J’ai commencé à shooter au Leica avec un M8. Le truc hyper obsolète, dépassé limite le jour de sa sortie (en 2006), mais avec la Leica Touch au niveau des images produites. Difficile de monter au-dessus de 640 ISO (et là on est déjà trop haut, ça bruite de partout), impossible de voir le rendu sur l’écran minuscule… Mais diantre, quel rendu !
Donc le M8, c’était pour la photo kiff. Le trip de faire de la photo. Le truc peut-être un peu snob, quoi. A côté de cela, pour la photo pro c’était Nikon, puis vint Sony. Et pour la photo de tous les jours, Fuji.  Mais aussi et mon smartphone (qu’il soit Apple, Samsung ou HTC) !
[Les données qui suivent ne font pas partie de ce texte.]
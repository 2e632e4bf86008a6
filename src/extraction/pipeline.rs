use serde::Serialize;
use std::collections::HashSet;
use std::sync::Arc;
use std::time::{Duration, Instant};

use super::engine::{Extraction, ExtractionEngine};
use super::guard::{GuardOutcome, RunGuard};
use crate::config::AppConfig;
use crate::document::{DocumentLoader, LoadOptions, PageFetcher};
use crate::models::{ExtractedRecord, PersistedRecord, SearchPage};
use crate::notifiers::{self, NotificationSink};
use crate::store::{RecordStore, SqliteRecordStore};
use crate::utils::error::{AppError, Result};

#[derive(Debug, Clone, Copy, PartialEq, Eq, Serialize)]
#[serde(rename_all = "lowercase")]
pub enum RunStatus {
    Completed,
    /// Another run of the page held the guard; nothing was fetched.
    Busy,
    /// The page is switched off; nothing was fetched.
    Disabled,
}

#[derive(Debug, Clone, Serialize)]
pub struct SaveFailure {
    pub url: String,
    pub error: String,
}

/// Outcome of one pipeline run.
#[derive(Debug, Clone, Serialize)]
pub struct RunReport {
    pub page: String,
    pub status: RunStatus,
    pub candidates: usize,
    pub extracted: usize,
    pub duplicates: usize,
    /// Records saved during this run, in document order.
    pub new_records: Vec<PersistedRecord>,
    pub failed_saves: Vec<SaveFailure>,
    pub notified: bool,
    pub notification_error: Option<String>,
    pub elapsed_ms: u64,
}

impl RunReport {
    fn new(page: &str, status: RunStatus) -> Self {
        Self {
            page: page.to_string(),
            status,
            candidates: 0,
            extracted: 0,
            duplicates: 0,
            new_records: Vec::new(),
            failed_saves: Vec::new(),
            notified: false,
            notification_error: None,
            elapsed_ms: 0,
        }
    }

    fn finish(mut self, started: Instant) -> Self {
        self.elapsed_ms = started.elapsed().as_millis() as u64;
        self
    }

    pub fn is_busy(&self) -> bool {
        self.status == RunStatus::Busy
    }
}

/// Fetch, extract, dedup, persist and notify for one search page at a time.
pub struct ExtractionPipeline {
    loader: Arc<dyn DocumentLoader>,
    store: Arc<dyn RecordStore>,
    notifier: Arc<dyn NotificationSink>,
    guard: RunGuard,
    guard_timeout: Duration,
    engine: ExtractionEngine,
}

impl ExtractionPipeline {
    pub fn new(
        loader: Arc<dyn DocumentLoader>,
        store: Arc<dyn RecordStore>,
        notifier: Arc<dyn NotificationSink>,
        guard_timeout: Duration,
    ) -> Self {
        Self {
            loader,
            store,
            notifier,
            guard: RunGuard::new(),
            guard_timeout,
            engine: ExtractionEngine::new(),
        }
    }

    /// Wires the SQLite store, the page fetcher and the configured notifier.
    pub async fn from_config(config: &AppConfig) -> Result<Self> {
        let store = SqliteRecordStore::from_config(&config.database).await?;
        let loader = PageFetcher::from_config(&config.scraper)?;
        let notifier = notifiers::from_config(&config.notifications.smtp)?;

        Ok(Self::new(
            Arc::new(loader),
            Arc::new(store),
            notifier,
            config.scraper.guard_timeout(),
        ))
    }

    pub fn guard(&self) -> &RunGuard {
        &self.guard
    }

    pub fn store(&self) -> Arc<dyn RecordStore> {
        Arc::clone(&self.store)
    }

    /// Runs one search page.
    ///
    /// Contention on the page is not an error: the report comes back with
    /// [`RunStatus::Busy`] and nothing is fetched. Invalid configuration,
    /// fetch failures and results locator failures abort the run.
    pub async fn run(&self, page: &SearchPage) -> Result<RunReport> {
        let started = Instant::now();
        page.ensure_valid()?;

        if !page.rules.enabled {
            tracing::debug!(page = %page.name, "Search page is disabled, skipping");
            return Ok(RunReport::new(&page.name, RunStatus::Disabled).finish(started));
        }

        let permit = match self.guard.try_acquire(&page.name, self.guard_timeout).await {
            GuardOutcome::Acquired(permit) => permit,
            GuardOutcome::Busy => {
                tracing::warn!(page = %page.name, "Cannot process, search page is being processed now");
                return Ok(RunReport::new(&page.name, RunStatus::Busy).finish(started));
            }
        };

        let result = self.run_guarded(page).await;
        permit.release();

        let report = result?.finish(started);
        tracing::info!(
            page = %page.name,
            candidates = report.candidates,
            extracted = report.extracted,
            duplicates = report.duplicates,
            new = report.new_records.len(),
            failed = report.failed_saves.len(),
            elapsed_ms = report.elapsed_ms,
            "Search page processed"
        );
        Ok(report)
    }

    async fn run_guarded(&self, page: &SearchPage) -> Result<RunReport> {
        let mut report = RunReport::new(&page.name, RunStatus::Completed);

        let extraction = self.fetch_and_extract(page).await?;
        report.candidates = extraction.candidates;
        report.extracted = extraction.records.len();

        let fresh = self.dedup(extraction.records, &mut report).await?;
        self.persist(&fresh, &mut report).await;
        self.notify(page, &mut report).await;

        Ok(report)
    }

    /// Loads the page and walks it on a blocking worker. The document is
    /// closed before the worker returns, whatever the extraction outcome.
    async fn fetch_and_extract(&self, page: &SearchPage) -> Result<Extraction> {
        let loader = Arc::clone(&self.loader);
        let engine = self.engine;
        let page = page.clone();

        tokio::task::spawn_blocking(move || {
            let options = LoadOptions {
                javascript_enabled: page.rules.javascript_required,
            };
            tracing::debug!(page = %page.name, url = %page.url, javascript = options.javascript_enabled, "Loading search page");

            let mut document = loader.load(&page.url, options)?;
            let extraction = engine.extract(document.as_ref(), &page);
            document.close();
            extraction
        })
        .await
        .map_err(|e| AppError::Internal(format!("extraction worker failed: {}", e)))?
    }

    async fn dedup(&self, records: Vec<ExtractedRecord>, report: &mut RunReport) -> Result<Vec<ExtractedRecord>> {
        let mut seen = HashSet::new();
        let mut fresh = Vec::new();

        for record in records {
            if !seen.insert(record.url.clone()) {
                report.duplicates += 1;
                continue;
            }

            if self.store.find_by_url(&record.url).await?.is_some() {
                tracing::trace!(url = %record.url, "Result already known");
                report.duplicates += 1;
                continue;
            }

            fresh.push(record);
        }

        Ok(fresh)
    }

    async fn persist(&self, records: &[ExtractedRecord], report: &mut RunReport) {
        for record in records {
            match self.store.save(record).await {
                Ok(saved) => report.new_records.push(saved),
                Err(e) => {
                    tracing::error!(page = %report.page, url = %record.url, "Failed to save result: {}", e);
                    report.failed_saves.push(SaveFailure {
                        url: record.url.clone(),
                        error: e.to_string(),
                    });
                }
            }
        }

        if !report.failed_saves.is_empty() {
            tracing::warn!(
                page = %report.page,
                failed = report.failed_saves.len(),
                saved = report.new_records.len(),
                "Some results could not be saved"
            );
        }
    }

    async fn notify(&self, page: &SearchPage, report: &mut RunReport) {
        if report.new_records.is_empty() {
            tracing::debug!(page = %page.name, "No new results, nothing to send");
            return;
        }

        match self.notifier.notify(page, &report.new_records).await {
            Ok(()) => report.notified = true,
            Err(e) => {
                tracing::error!(page = %page.name, "Failed to send notification: {}", e);
                report.notification_error = Some(e.to_string());
            }
        }
    }
}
Je suis passé au full frame numérique avec le Nikon D700. Oh-My-God. Une tuerie à l’époque, et encore aujourd’hui. Après des reflex plein format toujours plus gros, je suis tombé sous le charme des Micro 4/3. Minuscules, et plein de promesse. Puis Sony a sorti ses A7 et aussi un compact qui m’a fait pleurer de bonheur : le RX1 (et son pote le RX1R, celui sans filtre passe-bas). Un compact avec focale fixe et un capteur full frame. L’hallu. Une qualité photo incroyable, dans le creux de la main. Pas parfaite la bête, mais un truc de dingue. Le tout pour 3,000€ (pour le RX1, moins cher que le RX1R) en 2012-2013. Ah oui. D’accord. 3,000 balles le compact. Mais n’oublions pas : la qualité, ça se paie. Il était bien moins cher au Japon mais ça c’est une autre histoire.
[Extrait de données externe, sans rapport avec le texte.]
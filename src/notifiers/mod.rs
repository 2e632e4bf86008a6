pub mod email;
pub mod log;

pub use email::EmailNotifier;
pub use log::LogNotifier;

use async_trait::async_trait;
use std::sync::Arc;

use crate::config::SmtpConfig;
use crate::models::{PersistedRecord, SearchPage};
use crate::utils::error::Result;

/// Receives the records that were new in a run.
///
/// Never called with an empty slice.
#[cfg_attr(test, mockall::automock)]
#[async_trait]
pub trait NotificationSink: Send + Sync {
    async fn notify(&self, page: &SearchPage, records: &[PersistedRecord]) -> Result<()>;
}

/// Email when SMTP has a recipient, the log otherwise.
pub fn from_config(smtp: &SmtpConfig) -> Result<Arc<dyn NotificationSink>> {
    if smtp.is_configured() {
        tracing::info!(host = %smtp.host, "Sending digests by email");
        Ok(Arc::new(EmailNotifier::new(smtp)?))
    } else {
        tracing::info!("SMTP recipient not configured, digests go to the log");
        Ok(Arc::new(LogNotifier::new()))
    }
}

/// Subject line of a digest.
pub fn digest_subject(page: &SearchPage, records: &[PersistedRecord]) -> String {
    match records {
        [only] => format!(
            "{}, {}",
            only.title.as_deref().unwrap_or_default(),
            only.price.as_deref().unwrap_or_default()
        ),
        _ => format!("Found {} new results on {}", records.len(), page.name),
    }
}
Sony, Leica, deux philosophies différentes, des prix bien différents aussi. Récemment, Leica s’est mis à nous sortir des appareils différents. Le Leica T en 2014 sonna l’heure de la révolution chez la marque allemande. Mais le petit T, bien que moins cher que ses illustres grands frères M, avait du mal face à la concurrence. Leica semblait se concentrer sur le M (M8, M9, M, M Monochrom…). Puis vint le Leica Q. Et là, ils ont mis tout le petit monde de la photo d’accord.
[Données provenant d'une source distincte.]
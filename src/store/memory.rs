use async_trait::async_trait;
use tokio::sync::RwLock;

use super::RecordStore;
use crate::models::{ExtractedRecord, PersistedRecord};
use crate::utils::error::Result;

/// Keeps records in memory. Useful for tests and dry runs; nothing survives
/// a restart.
#[derive(Default)]
pub struct MemoryRecordStore {
    records: RwLock<Vec<PersistedRecord>>,
}

impl MemoryRecordStore {
    pub fn new() -> Self {
        Self::default()
    }

    pub async fn len(&self) -> usize {
        self.records.read().await.len()
    }

    pub async fn is_empty(&self) -> bool {
        self.records.read().await.is_empty()
    }

    /// Stored records in insertion order.
    pub async fn records(&self) -> Vec<PersistedRecord> {
        self.records.read().await.clone()
    }
}

#[async_trait]
impl RecordStore for MemoryRecordStore {
    async fn find_by_url(&self, url: &str) -> Result<Option<PersistedRecord>> {
        let records = self.records.read().await;
        Ok(records.iter().find(|record| record.url == url).cloned())
    }

    async fn save(&self, record: &ExtractedRecord) -> Result<PersistedRecord> {
        let persisted = PersistedRecord::new(record.clone());
        self.records.write().await.push(persisted.clone());
        Ok(persisted)
    }

    async fn list_for_page(&self, config_id: &str, limit: u32, offset: u32) -> Result<Vec<PersistedRecord>> {
        let records = self.records.read().await;
        Ok(records
            .iter()
            .rev()
            .filter(|record| record.source_config_id == config_id)
            .skip(offset as usize)
            .take(limit as usize)
            .cloned()
            .collect())
    }
}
Oui oui, je sais, mon intro fut longue. Mais elle vous permet de comprendre par quoi je suis passé (et encore, je vous épargne mon coup de foudre pour le Nikon F401, il y a 25 ans environ…) avant d’arriver au Leica Q. Pendant longtemps je me suis dit “vas-y, prends un RX1R, t’auras plus jamais besoin d’acheter un APN après”. Mais difficile de mettre 3,000€ dans un compact, surtout après avoir vendu tout mon matos Nikon pour me jeter dans les bras de Sony du côté du A7 et des objectifs Zeiss. Puis j’ai eu la chance et le privilège de pouvoir passer du temps avec le Leica Q. Et qu’on soit photographe amateur, averti ou pro, la simplicité d’utilisation du Leica Q et la qualité de ses clichés ne laissent pas de marbre, bien au contraire. L’appareil est in-cro-yable. Allez, je vous livre quelques specs et on se concentre sur ce qui fait vraiment sa différence. Et qui justifie son prix de 3,990€.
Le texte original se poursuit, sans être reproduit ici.